Only an exact copy of the records, from the line with "let top = Style::null().fg(Color::Green).bold();" through the last line, is wanted.
*** Records shown ***
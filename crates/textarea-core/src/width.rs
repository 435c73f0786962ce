//! Terminal cell measurement (UAX #11).

use unicode_width::UnicodeWidthChar;

/// Default tab width (in cells) used when a caller does not specify a tab width.
pub const DEFAULT_TAB_WIDTH: usize = 4;

/// Width of a character in cells.
///
/// Control characters (NUL included) count as one cell; the renderer draws them as a space.
pub fn char_width(ch: char) -> usize {
    if ch.is_control() {
        return 1;
    }
    UnicodeWidthChar::width(ch).unwrap_or(1)
}

/// Calculate visual width (in cells) for a character at a specific cell offset within the line.
///
/// For `'\t'`, width advances to the next tab stop based on `tab_width`.
pub fn cell_width_at(ch: char, cell_offset_in_line: usize, tab_width: usize) -> usize {
    if ch == '\t' {
        let tab_width = tab_width.max(1);
        tab_width - cell_offset_in_line % tab_width
    } else {
        char_width(ch)
    }
}

/// Calculate total visual width of a string, interpreting `'\t'` using `tab_width`.
pub fn str_width(s: &str, tab_width: usize) -> usize {
    visual_x_for_column(s, usize::MAX, tab_width)
}

/// Cell offset from the start of the line to the given character column.
pub fn visual_x_for_column(line: &str, column: usize, tab_width: usize) -> usize {
    let mut x = 0usize;
    for ch in line.chars().take(column) {
        x = x.saturating_add(cell_width_at(ch, x, tab_width));
    }
    x
}

#[cfg(test)]
mod tests {
    use super::*;

    #[test]
    fn test_cjk_is_double_width() {
        assert_eq!(char_width('a'), 1);
        assert_eq!(char_width('你'), 2);
        assert_eq!(str_width("a你b", 4), 4);
    }

    #[test]
    fn test_control_chars_take_one_cell() {
        assert_eq!(char_width('\0'), 1);
        assert_eq!(char_width('\x1b'), 1);
        assert_eq!(char_width('\r'), 1);
        assert_eq!(str_width("a\x1bb", 4), 3);
    }

    #[test]
    fn test_tab_advances_to_next_stop() {
        assert_eq!(cell_width_at('\t', 0, 4), 4);
        assert_eq!(cell_width_at('\t', 1, 4), 3);
        assert_eq!(cell_width_at('\t', 4, 4), 4);
        assert_eq!(visual_x_for_column("ab\tc", 3, 4), 4);
    }
}
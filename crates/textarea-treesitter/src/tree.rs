use textarea_core::{
    InputEdit, Parser, Point, SyntaxError, SyntaxNode, SyntaxTree, TextInput, TreeCursor,
};

fn to_ts_point(point: Point) -> tree_sitter::Point {
    tree_sitter::Point::new(point.row, point.column)
}

fn from_ts_point(point: tree_sitter::Point) -> Point {
    Point::new(point.row, point.column)
}

/// A Tree-sitter parser bound to one language.
pub struct TreeSitterParser {
    parser: tree_sitter::Parser,
}

impl TreeSitterParser {
    /// Create a parser for `language`.
    pub fn new(language: &tree_sitter::Language) -> Result<Self, SyntaxError> {
        let mut parser = tree_sitter::Parser::new();
        parser
            .set_language(language)
            .map_err(|e| SyntaxError::Language(e.to_string()))?;
        Ok(Self { parser })
    }
}

impl Parser for TreeSitterParser {
    type Tree = TreeSitterTree;

    fn parse(
        &mut self,
        input: &dyn TextInput,
        old_tree: Option<&TreeSitterTree>,
    ) -> Option<TreeSitterTree> {
        let mut read = |byte: usize, point: tree_sitter::Point| input.read(byte, from_ts_point(point));
        self.parser
            .parse_with_options(&mut read, old_tree.map(|t| &t.tree), None)
            .map(|tree| TreeSitterTree { tree })
    }
}

/// A Tree-sitter parse tree.
#[derive(Debug, Clone)]
pub struct TreeSitterTree {
    tree: tree_sitter::Tree,
}

impl TreeSitterTree {
    /// The underlying Tree-sitter tree.
    pub fn as_tree(&self) -> &tree_sitter::Tree {
        &self.tree
    }

    /// Root node.
    pub fn root_node(&self) -> tree_sitter::Node<'_> {
        self.tree.root_node()
    }
}

impl SyntaxTree for TreeSitterTree {
    type Cursor<'a> = TreeSitterCursor<'a>;

    fn walk(&self) -> TreeSitterCursor<'_> {
        TreeSitterCursor {
            cursor: self.tree.walk(),
        }
    }

    fn edit(&mut self, edit: &InputEdit) {
        self.tree.edit(&tree_sitter::InputEdit {
            start_byte: edit.start_byte,
            old_end_byte: edit.old_end_byte,
            new_end_byte: edit.new_end_byte,
            start_position: to_ts_point(edit.start_point),
            old_end_position: to_ts_point(edit.old_end_point),
            new_end_position: to_ts_point(edit.new_end_point),
        });
    }
}

/// Walks every node of a [`TreeSitterTree`], named and anonymous.
pub struct TreeSitterCursor<'a> {
    cursor: tree_sitter::TreeCursor<'a>,
}

impl TreeCursor for TreeSitterCursor<'_> {
    fn node(&self) -> SyntaxNode {
        let node = self.cursor.node();
        SyntaxNode {
            kind: node.kind(),
            start: from_ts_point(node.start_position()),
            end: from_ts_point(node.end_position()),
        }
    }

    fn goto_first_child(&mut self) -> bool {
        self.cursor.goto_first_child()
    }

    fn goto_next_sibling(&mut self) -> bool {
        self.cursor.goto_next_sibling()
    }

    fn goto_parent(&mut self) -> bool {
        self.cursor.goto_parent()
    }
}
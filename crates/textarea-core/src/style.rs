//! Visual styles and the node-kind → style table.
//!
//! Styles are layered: a later style only overrides the attributes it sets, so highlights for a
//! child node paint over their parent's while inheriting anything the child leaves unset.

use std::collections::BTreeMap;

/// Terminal color.
#[derive(Debug, Clone, Copy, PartialEq, Eq, Hash)]
pub enum Color {
    /// ANSI black.
    Black,
    /// ANSI red.
    Red,
    /// ANSI green.
    Green,
    /// ANSI yellow.
    Yellow,
    /// ANSI blue.
    Blue,
    /// ANSI magenta.
    Magenta,
    /// ANSI cyan.
    Cyan,
    /// ANSI white.
    White,
    /// 24-bit color.
    Rgb(u8, u8, u8),
}

/// A set of optional text attributes.
#[derive(Debug, Clone, Copy, PartialEq, Eq, Hash, Default)]
pub struct Style {
    /// Foreground color.
    pub fg: Option<Color>,
    /// Background color.
    pub bg: Option<Color>,
    /// Bold weight.
    pub bold: bool,
    /// Swap foreground and background.
    pub reverse: bool,
}

impl Style {
    /// A style that sets nothing.
    pub const fn null() -> Self {
        Self {
            fg: None,
            bg: None,
            bold: false,
            reverse: false,
        }
    }

    /// Set the foreground color.
    pub const fn fg(mut self, color: Color) -> Self {
        self.fg = Some(color);
        self
    }

    /// Set the background color.
    pub const fn bg(mut self, color: Color) -> Self {
        self.bg = Some(color);
        self
    }

    /// Enable bold.
    pub const fn bold(mut self) -> Self {
        self.bold = true;
        self
    }

    /// Enable reverse video.
    pub const fn reverse(mut self) -> Self {
        self.reverse = true;
        self
    }

    /// Layer `other` on top of `self`.
    pub fn patch(self, other: Style) -> Self {
        Self {
            fg: other.fg.or(self.fg),
            bg: other.bg.or(self.bg),
            bold: self.bold || other.bold,
            reverse: self.reverse || other.reverse,
        }
    }
}

/// Styles used by the line renderer.
#[derive(Debug, Clone, PartialEq, Eq)]
pub struct Theme {
    /// Base style of document text.
    pub text: Style,
    /// Layered under the cursor row.
    pub active_line: Style,
    /// Line-number gutter.
    pub gutter: Style,
    /// Gutter of the cursor row.
    pub active_line_gutter: Style,
    /// The cursor cell.
    pub cursor: Style,
    kinds: BTreeMap<String, Style>,
}

impl Theme {
    /// A theme that styles nothing.
    pub fn plain() -> Self {
        Self {
            text: Style::null(),
            active_line: Style::null(),
            gutter: Style::null(),
            active_line_gutter: Style::null(),
            cursor: Style::null().reverse(),
            kinds: BTreeMap::new(),
        }
    }

    /// Style for a syntax node kind, if the theme has one.
    pub fn style_for(&self, kind: &str) -> Option<Style> {
        self.kinds.get(kind).copied()
    }

    /// Set the style for a node kind.
    pub fn set_kind_style(&mut self, kind: impl Into<String>, style: Style) {
        self.kinds.insert(kind.into(), style);
    }

    /// Add a set of node kind → style mappings.
    pub fn with_kind_styles<const N: usize>(mut self, styles: [(&str, Style); N]) -> Self {
        for (kind, style) in styles {
            self.set_kind_style(kind, style);
        }
        self
    }
}

impl Default for Theme {
    fn default() -> Self {
        Self {
            text: Style::null(),
            active_line: Style::null().bg(Color::Rgb(0x36, 0x36, 0x36)),
            gutter: Style::null().fg(Color::Rgb(0x80, 0x80, 0x80)),
            active_line_gutter: Style::null().fg(Color::White).bold(),
            cursor: Style::null().fg(Color::Black).bg(Color::White),
            kinds: BTreeMap::new(),
        }
        .with_kind_styles([
            ("identifier", Style::null().fg(Color::Cyan)),
            ("string", Style::null().fg(Color::Green)),
            ("string_literal", Style::null().fg(Color::Green)),
            ("import_from_statement", Style::null().bg(Color::Magenta)),
        ])
    }
}

#[cfg(test)]
mod tests {
    use super::*;

    #[test]
    fn test_patch_keeps_unset_attributes() {
        let base = Style::null().fg(Color::Red).bg(Color::Blue);
        let top = Style::null().fg(Color::Green).bold();
        assert_eq!(
            base.patch(top),
            Style::null().fg(Color::Green).bg(Color::Blue).bold()
        );
    }

    #[test]
    fn test_default_theme_kinds() {
        let theme = Theme::default();
        assert_eq!(
            theme.style_for("identifier"),
            Some(Style::null().fg(Color::Cyan))
        );
        assert_eq!(theme.style_for("comment"), None);
        assert_eq!(Theme::plain().style_for("identifier"), None);
    }
}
***
Solution for this task —
        let top = Style::null().fg(Color::Green).bold();
        assert_eq!(
            base.patch(top),
            Style::null().fg(Color::Green).bg(Color::Blue).bold()
        );
    }

    #[test]
    fn test_default_theme_kinds() {
        let theme = Theme::default();
        assert_eq!(
            theme.style_for("identifier"),
            Some(Style::null().fg(Color::Cyan))
        );
        assert_eq!(theme.style_for("comment"), None);
        assert_eq!(Theme::plain().style_for("identifier"), None);
    }
}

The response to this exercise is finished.